**TASK DETAILS**
Down to the last line, retype each line of the entries exactly, starting with the one that contains "for the Ollama batch embed API".
ENTRIES PROVIDED: Begin
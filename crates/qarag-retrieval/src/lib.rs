//! QARAG Retrieval - Ranking, search and adaptive retrieval
//!
//! This crate implements the retrieval use cases: multi-factor ranking over
//! vector results, hybrid search, cross-encoder re-ranking, adaptive strategy
//! selection, retrieval metrics and document indexing.

pub mod index;
pub mod metrics;
pub mod pipeline;
pub mod ranking;
pub mod rerank;
pub mod search;

pub use index::{DocumentIndexer, IndexPhase, IndexProgress, IndexReport};
pub use metrics::{
    MetricsExport, MetricsRecorder, PerformanceMetrics, QualityMetrics, RetrievalMetricsRecord,
};
pub use pipeline::{apply_quality_filters, select_strategy, AdaptiveRetrieval, Retriever};
pub use rerank::Reranker;
pub use search::VectorSearch;
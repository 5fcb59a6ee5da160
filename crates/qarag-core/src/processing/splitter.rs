use std::collections::VecDeque;

use super::text::char_len;

/// Default separators, coarsest first; the empty string splits per character
pub const DEFAULT_SEPARATORS: &[&str] = &["\n\n", "\n", ". ", "! ", "? ", "; ", ", ", " ", ""];

/// Recursive character splitter.
///
/// Splits on the coarsest separator present in the text, recursing with
/// finer separators into pieces that are still too long, then greedily
/// merges adjacent pieces up to `chunk_size` characters while carrying up
/// to `chunk_overlap` characters of trailing pieces into the next chunk.
#[derive(Debug, Clone)]
pub struct RecursiveSplitter {
    separators: Vec<String>,
    chunk_size: usize,
    chunk_overlap: usize,
}

impl RecursiveSplitter {
    pub fn new(separators: Vec<String>, chunk_size: usize, chunk_overlap: usize) -> Self {
        Self { separators, chunk_size: chunk_size.max(1), chunk_overlap }
    }

    pub fn split(&self, text: &str) -> Vec<String> {
        self.split_with(text, &self.separators)
    }

    fn split_with(&self, text: &str, separators: &[String]) -> Vec<String> {
        let position = separators
            .iter()
            .position(|sep| sep.is_empty() || text.contains(sep.as_str()))
            .unwrap_or(separators.len());
        let separator = separators.get(position).map(String::as_str).unwrap_or("");
        let finer = separators.get(position + 1..).unwrap_or(&[]);

        let mut chunks = Vec::new();
        let mut pending: Vec<&str> = Vec::new();

        for piece in split_keeping_separator(text, separator) {
            if char_len(piece) < self.chunk_size {
                pending.push(piece);
                continue;
            }

            if !pending.is_empty() {
                chunks.extend(self.merge(&pending));
                pending.clear();
            }

            if finer.is_empty() {
                let trimmed = piece.trim();
                if !trimmed.is_empty() {
                    chunks.push(trimmed.to_string());
                }
            } else {
                chunks.extend(self.split_with(piece, finer));
            }
        }

        if !pending.is_empty() {
            chunks.extend(self.merge(&pending));
        }

        chunks
    }

    fn merge(&self, pieces: &[&str]) -> Vec<String> {
        let mut docs = Vec::new();
        let mut window: VecDeque<&str> = VecDeque::new();
        let mut total = 0usize;

        for piece in pieces {
            let len = char_len(piece);

            if total + len > self.chunk_size && !window.is_empty() {
                push_joined(&mut docs, &window);

                while total > self.chunk_overlap || (total + len > self.chunk_size && total > 0) {
                    match window.pop_front() {
                        Some(front) => total -= char_len(front),
                        None => break,
                    }
                }
            }

            window.push_back(piece);
            total += len;
        }

        push_joined(&mut docs, &window);
        docs
    }
}

fn push_joined(docs: &mut Vec<String>, window: &VecDeque<&str>) {
    let joined: String = window.iter().copied().collect();
    let trimmed = joined.trim();
    if !trimmed.is_empty() {
        docs.push(trimmed.to_string());
    }
}

/// Split on `separator`, keeping it attached to the end of each piece
fn split_keeping_separator<'a>(text: &'a str, separator: &str) -> Vec<&'a str> {
    if separator.is_empty() {
        return text.char_indices().map(|(i, c)| &text[i..i + c.len_utf8()]).collect();
    }
    text.split_inclusive(separator).filter(|piece| !piece.is_empty()).collect()
}
use qarag_core::models::{Chunk, ChunkType, RetrievalStrategy, ScoredChunk};
use qarag_core::ChunkSummary;
use qarag_retrieval::MetricsExport;
use serde::Serialize;

/// Output for chunk command
#[derive(Debug, Serialize)]
pub struct ChunkOutput {
    pub document_id: String,
    pub summary: ChunkSummary,
    pub chunks: Vec<ChunkItem>,
}

#[derive(Debug, Serialize)]
pub struct ChunkItem {
    pub id: String,
    pub chunk_type: ChunkType,
    pub length: usize,
    pub word_count: usize,
    pub confidence_score: f32,
    pub content: String,
}

impl From<&Chunk> for ChunkItem {
    fn from(chunk: &Chunk) -> Self {
        Self {
            id: chunk.id.to_string(),
            chunk_type: chunk.metadata.chunk_type,
            length: chunk.metadata.length,
            word_count: chunk.metadata.word_count,
            confidence_score: chunk.metadata.confidence_score,
            content: chunk.content.clone(),
        }
    }
}

/// Output for query command
#[derive(Debug, Serialize)]
pub struct QueryOutput {
    pub query: String,
    pub strategy: RetrievalStrategy,
    pub top_score: Option<f32>,
    pub reranked: bool,
    pub indexed_chunks: usize,
    pub results: Vec<QueryResultItem>,
    #[serde(skip_serializing_if = "Option::is_none")]
    pub metrics: Option<MetricsExport>,
}

#[derive(Debug, Serialize)]
pub struct QueryResultItem {
    pub chunk_id: String,
    pub document_id: String,
    pub source: Option<String>,
    pub chunk_type: ChunkType,
    pub similarity_score: f32,
    pub rerank_score: Option<f32>,
    pub combined_score: f32,
    pub content: String,
}

impl From<&ScoredChunk> for QueryResultItem {
    fn from(result: &ScoredChunk) -> Self {
        let metadata = &result.chunk.metadata;
        Self {
            chunk_id: result.chunk.id.to_string(),
            document_id: metadata.document_id.clone(),
            source: metadata.source_name.clone(),
            chunk_type: metadata.chunk_type,
            similarity_score: result.similarity_score,
            rerank_score: result.rerank_score,
            combined_score: result.combined_score,
            content: result.chunk.content.clone(),
        }
    }
}

/// Output for config command
#[derive(Debug, Serialize)]
pub struct ConfigOutput {
    pub values: Vec<ConfigEntry>,
    #[serde(skip_serializing_if = "Option::is_none")]
    pub full: Option<String>,
}

#[derive(Debug, Serialize)]
pub struct ConfigEntry {
    pub key: String,
    pub value: String,
    pub source: String,
}
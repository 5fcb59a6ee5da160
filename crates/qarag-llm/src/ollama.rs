use async_trait::async_trait;
use qarag_core::config::EmbeddingConfig;
use qarag_core::error::{QaragError, Result};
use serde::{Deserialize, Serialize};

use crate::ports::EmbeddingProvider;

const PROVIDER: &str = "ollama";

/// Ollama embedding provider
pub struct OllamaEmbedder {
    /// Base URL for Ollama API (e.g., "http://localhost:11434")
    base_url: String,

    /// Model name to use for embeddings
    model: String,

    /// Embedding dimensions (model-specific)
    dimensions: usize,

    /// HTTP client
    client: reqwest::Client,
}

impl OllamaEmbedder {
    /// Create a new Ollama embedder
    pub fn new(base_url: impl Into<String>, model: impl Into<String>, dimensions: usize) -> Self {
        Self {
            base_url: base_url.into().trim_end_matches('/').to_string(),
            model: model.into(),
            dimensions,
            client: reqwest::Client::new(),
        }
    }

    /// Create with default localhost URL
    pub fn localhost(model: impl Into<String>, dimensions: usize) -> Self {
        Self::new("http://localhost:11434", model, dimensions)
    }

    pub fn from_config(config: &EmbeddingConfig) -> Self {
        Self::new(&config.base_url, &config.model, config.dimensions)
    }

    fn unavailable(&self, reason: String) -> QaragError {
        QaragError::ProviderUnavailable {
            provider: PROVIDER.to_string(),
            reason: format!(
                "{}. Ensure Ollama is running at {} and run 'ollama pull {}'",
                reason, self.base_url, self.model
            ),
        }
    }
}

#[async_trait]
impl EmbeddingProvider for OllamaEmbedder {
    async fn embed(&self, texts: &[String]) -> Result<Vec<Vec<f32>>> {
        if texts.is_empty() {
            return Ok(Vec::new());
        }

        let request = OllamaEmbedRequest { model: &self.model, input: texts };

        let response = self
            .client
            .post(format!("{}/api/embed", self.base_url))
            .json(&request)
            .send()
            .await
            .map_err(|e| self.unavailable(format!("Failed to connect to Ollama: {}", e)))?;

        if !response.status().is_success() {
            let status = response.status();
            let error_text = response.text().await.unwrap_or_default();
            return Err(self.unavailable(format!("Ollama API error ({}): {}", status, error_text)));
        }

        let body: OllamaEmbedResponse = response
            .json()
            .await
            .map_err(|e| self.unavailable(format!("Failed to parse Ollama response: {}", e)))?;

        if body.embeddings.len() != texts.len() {
            return Err(self.unavailable(format!(
                "Ollama returned {} embeddings for {} inputs",
                body.embeddings.len(),
                texts.len()
            )));
        }

        Ok(body.embeddings)
    }

    fn dimensions(&self) -> usize {
        self.dimensions
    }

    fn model_name(&self) -> &str {
        &self.model
    }
}

/// Request body for the Ollama batch embed API
#[derive(Debug, Serialize)]
struct OllamaEmbedRequest<'a> {
    model: &'a str,
    input: &'a [String],
}

/// Response from the Ollama batch embed API
#[derive(Debug, Deserialize)]
struct OllamaEmbedResponse {
    embeddings: Vec<Vec<f32>>,
}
ENTRIES PROVIDED: End
**RESULT**
/// Request body for the Ollama batch embed API
#[derive(Debug, Serialize)]
struct OllamaEmbedRequest<'a> {
    model: &'a str,
    input: &'a [String],
}

/// Response from the Ollama batch embed API
#[derive(Debug, Deserialize)]
struct OllamaEmbedResponse {
    embeddings: Vec<Vec<f32>>,
}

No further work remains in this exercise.